UCLA Honors and Recognition
Dean's List at UCLA
UCLA lists students with a GPA of 3.75 or higher on the Dean's List. Dean's List is based on cumulative GPA across all completed terms.
Latin Honors at UCLA
Latin honors awarded to top 5% (summa), next 5% (magna), next 10% (cum laude) of each college. GPA cutoffs shown are approximate college-wide ceilings.
Academic Standing and Repeat Policy at UCLA
Academic Probation Threshold
UCLA places students on academic probation when their cumulative GPA drops below 2.0. Probation usually triggers mandatory advising, restricts course registration, and can affect financial aid or scholarships. Use the calculator to model remaining semesters and see how many A or B grades would lift the GPA back above the 2.0 floor.
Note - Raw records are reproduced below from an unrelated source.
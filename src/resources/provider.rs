//! AWS provider block.

use serde::Serialize;
use std::collections::BTreeMap;

use crate::expr::serialize_literal_map;

/// Registry source of the AWS provider.
pub const PROVIDER_SOURCE: &str = "hashicorp/aws";

/// Default provider version constraint.
pub const DEFAULT_PROVIDER_VERSION: &str = "~> 5.0";

/// Default region for every stack.
pub const DEFAULT_REGION: &str = "us-east-1";

/// Tags applied to every taggable resource of the provider.
#[derive(Debug, Clone, PartialEq, Eq, Serialize)]
pub struct DefaultTags {
    /// Tag map
    #[serde(serialize_with = "serialize_literal_map")]
    pub tags: BTreeMap<String, String>,
}

/// `provider "aws"` configuration.
#[derive(Debug, Clone, PartialEq, Eq, Serialize)]
pub struct AwsProvider {
    /// Region resources are created in
    pub region: String,
    /// Provider-wide tags
    #[serde(skip_serializing_if = "Vec::is_empty")]
    pub default_tags: Vec<DefaultTags>,
    /// Version constraint for `required_providers`
    #[serde(skip)]
    pub version: String,
}

impl AwsProvider {
    /// A provider for `region` without default tags.
    pub fn new(region: impl Into<String>) -> Self {
        Self {
            region: region.into(),
            default_tags: Vec::new(),
            version: DEFAULT_PROVIDER_VERSION.to_string(),
        }
    }

    /// Apply `tags` to every resource.
    pub fn with_default_tags(mut self, tags: BTreeMap<String, String>) -> Self {
        self.default_tags = vec![DefaultTags { tags }];
        self
    }

    /// Pin the provider version constraint.
    pub fn with_version(mut self, version: impl Into<String>) -> Self {
        self.version = version.into();
        self
    }
}

impl Default for AwsProvider {
    fn default() -> Self {
        Self::new(DEFAULT_REGION)
    }
}
//! CloudWatch log group destination stack.
//!
//! The flow log writes into the log group under a dedicated role. The role
//! trusts the flow-log service and carries one inline policy scoped to the
//! log group and its streams. The flow log references the role ARN and
//! waits explicitly for the inline policy, so Terraform never starts the
//! delivery before the role can actually write.

use tracing::debug;

use super::{iam_role_name, log_group_name, provider, LOG_GROUP_STACK_NAME};
use crate::config::Settings;
use crate::error::Result;
use crate::expr::Expr;
use crate::log_format::log_format;
use crate::plan::{ResourceRef, Stack};
use crate::policy::{PolicyDocument, Principal, Statement};
use crate::resources::{CloudwatchLogGroup, FlowLog, IamRole, IamRolePolicy, TrafficType};

/// Days events are kept in the log group.
pub const RETENTION_DAYS: u32 = 1;

/// Service principal allowed to assume the delivery role.
pub const FLOW_LOGS_SERVICE: &str = "vpc-flow-logs.amazonaws.com";

/// Name of the inline role policy.
pub const ROLE_POLICY_NAME: &str = "default_policy";

/// Actions the delivery role needs on the log group.
pub const LOG_ACTIONS: [&str; 5] = [
    "logs:CreateLogGroup",
    "logs:CreateLogStream",
    "logs:PutLogEvents",
    "logs:DescribeLogGroups",
    "logs:DescribeLogStreams",
];

/// `Name` tag of the flow log.
pub const FLOW_LOG_NAME_TAG: &str = "all-events-to-cloudwatch-log-groups";

/// Trust policy letting the flow-log service assume the role.
pub fn trust_policy() -> PolicyDocument {
    PolicyDocument::new(vec![Statement::allow()
        .action("sts:AssumeRole")
        .principal(Principal::service(FLOW_LOGS_SERVICE))])
}

/// Permissions on `log_group` and its streams only.
pub fn log_delivery_policy(log_group: &ResourceRef) -> PolicyDocument {
    PolicyDocument::new(vec![Statement::allow()
        .actions(LOG_ACTIONS)
        .resource(Expr::reference(log_group.arn()).concat(":*"))])
}

/// Build the `vpc-flowlogs-loggroup` stack.
pub fn build(settings: &Settings) -> Result<Stack> {
    settings.validate()?;

    let mut stack = Stack::new(LOG_GROUP_STACK_NAME, provider(settings))?;

    let log_group = stack.add_resource(
        "log-group-log-group",
        CloudwatchLogGroup::new(log_group_name(&settings.vpc_id), RETENTION_DAYS),
    )?;
    stack.add_output("log_group_output", log_group.arn())?;

    let role = stack.add_resource(
        "iam-role",
        IamRole::new(iam_role_name(&settings.vpc_id), trust_policy()),
    )?;
    let role_policy = stack.add_resource(
        "iam-role-policy",
        IamRolePolicy::new(ROLE_POLICY_NAME, role.id(), log_delivery_policy(&log_group)),
    )?;
    stack.add_output("iam_role_output", role.arn())?;

    let flow_log = FlowLog::to_log_group(settings.vpc_id.as_str(), log_group.arn(), role.arn())
        .with_traffic_type(TrafficType::All)
        .with_log_format(log_format())
        .with_tag("Name", FLOW_LOG_NAME_TAG);
    let flow_log =
        stack.add_resource_with_deps("flow-log-cloudwatch-log-group", flow_log, &[&role_policy])?;
    stack.add_output("flowlog_cloudwatch_output", flow_log.arn())?;

    debug!(
        stack = LOG_GROUP_STACK_NAME,
        resources = stack.resource_count(),
        "Built log group destination stack"
    );
    Ok(stack)
}
//! Resource Dependency Tracking
//!
//! This module tracks the dependencies between resources of a stack. Edges
//! run from a dependency to the resource that needs it, so a topological sort
//! yields a valid creation order. This enables:
//!
//! - Creation ordering (what Terraform will create first)
//! - Impact analysis (what is affected if a resource is replaced)
//! - Dependency visualization
//! - Cycle detection

use std::collections::{BTreeSet, HashMap, VecDeque};

use petgraph::algo::{tarjan_scc, toposort};
use petgraph::graph::{DiGraph, NodeIndex};
use petgraph::visit::EdgeRef;
use petgraph::Direction;
use serde::{Deserialize, Serialize};
use thiserror::Error;

use crate::expr::ResourceAddress;

/// Errors that can occur while building or querying a dependency graph
#[derive(Error, Debug, Clone, PartialEq, Eq)]
pub enum GraphError {
    #[error("Resource not found in graph: {0}")]
    NodeNotFound(String),

    #[error("Dependency cycle detected: {0}")]
    DependencyCycle(String),
}

/// Result type for graph operations
pub type GraphResult<T> = Result<T, GraphError>;

/// How a dependency was introduced
#[derive(Debug, Clone, Copy, PartialEq, Eq, Serialize, Deserialize)]
pub enum DependencyKind {
    /// A property references an attribute of the dependency
    Reference,
    /// Declared through `depends_on`
    Explicit,
}

/// A dependency between two resources
#[derive(Debug, Clone, PartialEq, Eq, Serialize, Deserialize)]
pub struct ResourceDependency {
    /// Resource that must exist first
    pub from: String,
    /// Resource that needs it
    pub to: String,
    /// How the dependency was introduced
    pub kind: DependencyKind,
    /// Referenced attribute, for reference dependencies
    pub attribute: Option<String>,
}

impl ResourceDependency {
    /// Create a new dependency
    pub fn new(from: impl Into<String>, to: impl Into<String>, kind: DependencyKind) -> Self {
        Self {
            from: from.into(),
            to: to.into(),
            kind,
            attribute: None,
        }
    }

    /// Record the referenced attribute
    pub fn with_attribute(mut self, attribute: impl Into<String>) -> Self {
        self.attribute = Some(attribute.into());
        self
    }
}

/// The dependency graph for resource relationships
#[derive(Debug, Clone, Default)]
pub struct ResourceGraph {
    graph: DiGraph<ResourceAddress, ResourceDependency>,
    node_indices: HashMap<String, NodeIndex>,
}

impl ResourceGraph {
    /// Create a new empty graph
    pub fn new() -> Self {
        Self::default()
    }

    /// Add a resource to the graph
    pub fn add_node(&mut self, address: ResourceAddress) -> NodeIndex {
        let key = address.to_string();
        if let Some(&idx) = self.node_indices.get(&key) {
            return idx;
        }
        let idx = self.graph.add_node(address);
        self.node_indices.insert(key, idx);
        idx
    }

    /// Add a dependency between two resources already in the graph
    pub fn add_dependency(&mut self, dependency: ResourceDependency) -> GraphResult<()> {
        let from_idx = *self
            .node_indices
            .get(&dependency.from)
            .ok_or_else(|| GraphError::NodeNotFound(dependency.from.clone()))?;
        let to_idx = *self
            .node_indices
            .get(&dependency.to)
            .ok_or_else(|| GraphError::NodeNotFound(dependency.to.clone()))?;

        // A resource referencing the same target twice still has one edge per kind.
        let exists = self
            .graph
            .edges_connecting(from_idx, to_idx)
            .any(|e| e.weight().kind == dependency.kind);
        if !exists {
            self.graph.add_edge(from_idx, to_idx, dependency);
        }
        Ok(())
    }

    /// Check for dependency cycles
    pub fn has_cycles(&self) -> bool {
        let sccs = tarjan_scc(&self.graph);
        sccs.iter().any(|scc| scc.len() > 1)
            || self
                .graph
                .node_indices()
                .any(|idx| self.graph.contains_edge(idx, idx))
    }

    /// Get all cycles in the graph
    pub fn get_cycles(&self) -> Vec<Vec<String>> {
        tarjan_scc(&self.graph)
            .into_iter()
            .filter(|scc| scc.len() > 1 || self.graph.contains_edge(scc[0], scc[0]))
            .map(|scc| {
                scc.into_iter()
                    .filter_map(|idx| self.graph.node_weight(idx).map(ToString::to_string))
                    .collect()
            })
            .collect()
    }

    /// Get creation order of resources (dependencies first)
    pub fn get_execution_order(&self) -> GraphResult<Vec<String>> {
        match toposort(&self.graph, None) {
            Ok(order) => Ok(order
                .into_iter()
                .filter_map(|idx| self.graph.node_weight(idx).map(ToString::to_string))
                .collect()),
            Err(cycle) => Err(GraphError::DependencyCycle(format!(
                "cannot order resources, cycle through '{}'",
                self.graph[cycle.node_id()]
            ))),
        }
    }

    fn walk(&self, address: &str, direction: Direction) -> Vec<String> {
        let mut seen = BTreeSet::new();
        let mut queue = VecDeque::new();

        if let Some(&start_idx) = self.node_indices.get(address) {
            queue.push_back(start_idx);

            while let Some(current) = queue.pop_front() {
                for neighbor in self.graph.neighbors_directed(current, direction) {
                    if let Some(node) = self.graph.node_weight(neighbor) {
                        if seen.insert(node.to_string()) {
                            queue.push_back(neighbor);
                        }
                    }
                }
            }
        }

        seen.into_iter().collect()
    }

    /// Get all resources that depend on a given resource (direct and transitive)
    pub fn get_dependents(&self, address: &str) -> Vec<String> {
        self.walk(address, Direction::Outgoing)
    }

    /// Get all resources a given resource depends on (direct and transitive)
    pub fn get_dependencies(&self, address: &str) -> Vec<String> {
        self.walk(address, Direction::Incoming)
    }

    /// Get direct dependencies of a resource
    pub fn get_direct_dependencies(&self, address: &str) -> Vec<ResourceDependency> {
        let mut deps: Vec<ResourceDependency> = self
            .node_indices
            .get(address)
            .map(|&idx| {
                self.graph
                    .edges_directed(idx, Direction::Incoming)
                    .map(|e| e.weight().clone())
                    .collect()
            })
            .unwrap_or_default();
        deps.sort_by(|a, b| a.from.cmp(&b.from));
        deps
    }

    /// Get the number of nodes
    pub fn node_count(&self) -> usize {
        self.graph.node_count()
    }

    /// Get the number of edges
    pub fn edge_count(&self) -> usize {
        self.graph.edge_count()
    }

    /// Generate a DOT format representation for visualization
    pub fn to_dot(&self, name: &str) -> String {
        let mut output = String::new();
        output.push_str(&format!("digraph \"{name}\" {{\n"));
        output.push_str("  rankdir=LR;\n");
        output.push_str("  node [shape=box];\n\n");

        for node in self.graph.node_weights() {
            output.push_str(&format!(
                "  \"{node}\" [label=\"{}\\n{}\"];\n",
                node.resource_type, node.logical_id
            ));
        }

        output.push('\n');

        for edge in self.graph.edge_references() {
            let dep = edge.weight();
            let style = match dep.kind {
                DependencyKind::Reference => "solid",
                DependencyKind::Explicit => "dashed",
            };
            let label = dep.attribute.as_deref().unwrap_or("depends_on");
            output.push_str(&format!(
                "  \"{}\" -> \"{}\" [style={style}, label=\"{label}\"];\n",
                self.graph[edge.source()],
                self.graph[edge.target()],
            ));
        }

        output.push_str("}\n");
        output
    }
}

#[cfg(test)]
mod tests {
    use super::*;

    fn addr(s: &str) -> ResourceAddress {
        s.parse().unwrap()
    }

    fn chain() -> ResourceGraph {
        let mut graph = ResourceGraph::new();
        graph.add_node(addr("aws_s3_bucket.bucket"));
        graph.add_node(addr("aws_s3_bucket_versioning.versioning"));
        graph.add_node(addr("aws_flow_log.fl"));
        graph
            .add_dependency(
                ResourceDependency::new(
                    "aws_s3_bucket.bucket",
                    "aws_s3_bucket_versioning.versioning",
                    DependencyKind::Reference,
                )
                .with_attribute("id"),
            )
            .unwrap();
        graph
            .add_dependency(
                ResourceDependency::new(
                    "aws_s3_bucket.bucket",
                    "aws_flow_log.fl",
                    DependencyKind::Reference,
                )
                .with_attribute("arn"),
            )
            .unwrap();
        graph
    }

    #[test]
    fn test_graph_creation() {
        let graph = ResourceGraph::new();
        assert_eq!(graph.node_count(), 0);
        assert_eq!(graph.edge_count(), 0);
    }

    #[test]
    fn test_add_node_is_idempotent() {
        let mut graph = ResourceGraph::new();
        let a = graph.add_node(addr("aws_s3_bucket.bucket"));
        let b = graph.add_node(addr("aws_s3_bucket.bucket"));
        assert_eq!(a, b);
        assert_eq!(graph.node_count(), 1);
    }

    #[test]
    fn test_duplicate_edges_collapse() {
        let mut graph = chain();
        graph
            .add_dependency(ResourceDependency::new(
                "aws_s3_bucket.bucket",
                "aws_flow_log.fl",
                DependencyKind::Reference,
            ))
            .unwrap();
        assert_eq!(graph.edge_count(), 2);
    }

    #[test]
    fn test_missing_node() {
        let mut graph = chain();
        let err = graph
            .add_dependency(ResourceDependency::new(
                "aws_iam_role.missing",
                "aws_flow_log.fl",
                DependencyKind::Explicit,
            ))
            .unwrap_err();
        assert_eq!(err, GraphError::NodeNotFound("aws_iam_role.missing".to_string()));
    }

    #[test]
    fn test_execution_order() {
        let order = chain().get_execution_order().unwrap();
        assert_eq!(order.len(), 3);
        assert_eq!(order[0], "aws_s3_bucket.bucket");
    }

    #[test]
    fn test_dependents_and_dependencies() {
        let graph = chain();
        assert_eq!(
            graph.get_dependents("aws_s3_bucket.bucket"),
            vec!["aws_flow_log.fl", "aws_s3_bucket_versioning.versioning"]
        );
        assert_eq!(
            graph.get_dependencies("aws_flow_log.fl"),
            vec!["aws_s3_bucket.bucket"]
        );
        assert!(graph.get_dependencies("aws_s3_bucket.bucket").is_empty());

        let direct = graph.get_direct_dependencies("aws_flow_log.fl");
        assert_eq!(direct.len(), 1);
        assert_eq!(direct[0].attribute.as_deref(), Some("arn"));
    }

    #[test]
    fn test_cycle_detection() {
        let mut graph = chain();
        assert!(!graph.has_cycles());
        graph
            .add_dependency(ResourceDependency::new(
                "aws_flow_log.fl",
                "aws_s3_bucket.bucket",
                DependencyKind::Explicit,
            ))
            .unwrap();
        assert!(graph.has_cycles());
        assert_eq!(graph.get_cycles().len(), 1);
        assert!(matches!(
            graph.get_execution_order(),
            Err(GraphError::DependencyCycle(_))
        ));
    }

    #[test]
    fn test_to_dot() {
        let dot = chain().to_dot("vpc-flowlogs-s3");
        assert!(dot.starts_with("digraph \"vpc-flowlogs-s3\""));
        assert!(dot.contains("\"aws_s3_bucket.bucket\" -> \"aws_flow_log.fl\""));
        assert!(dot.contains("label=\"arn\""));
    }
}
Repeating a Course at UCLA
Under UCLA's repeat policy, the new grade replaces the old grade in the GPA calculation. This calculator treats every entered row as a distinct graded attempt; if your school replaces the old grade, leave off the original, and if both count, enter both lines. Always confirm the final transcript version with the registrar before relying on a projected GPA.
Grade Forgiveness at UCLA
Yes. UCLA permits grade replacement for up to 16 units of D or F coursework. The repeat grade replaces the original in GPA calculation, though the first attempt remains visible on the transcript.
Major GPA Requirements at UCLA
Most majors require a 2.0 minimum GPA. Pre-health, engineering, and Computer Science admission to the major typically requires 3.0 to 3.5 in core prerequisites depending on the cycle.
What Makes UCLA Grading Distinctive
- Latin honors require 90+ quarter units completed in residence
- Top 5% of each college earns summa cum laude
- Operates on a quarter system rather than semesters
UCLA at a Glance
- Institution type
- public research
- Location
- Los Angeles, CA
- Undergraduate enrollment
- 46,430
- Founded
- 1919
- Athletic conference
- Big Ten
- Average undergrad GPA
- 3.59
- Registrar source
- UCLA official grading policy
Related GPA Tools
To roll this UCLA GPA into a cumulative figure across multiple semesters, use the cumulative GPA calculator. For a semester-by-semester view with optional prior-GPA import, use the college GPA calculator. To compute individual course grades before they hit your transcript, switch to the grade calculator.
Accuracy Note
This calculator follows the grading policy published by the UCLA registrar as of 2026-04-18. Policies are reviewed periodically; the "Last verified" date in the footer reflects the most recent confirmation. Always cross-check your final GPA against your official transcript. The tool models the same formulas registrars use but cannot account for grade forgiveness petitions, audit decisions, or exceptions approved by the dean of students.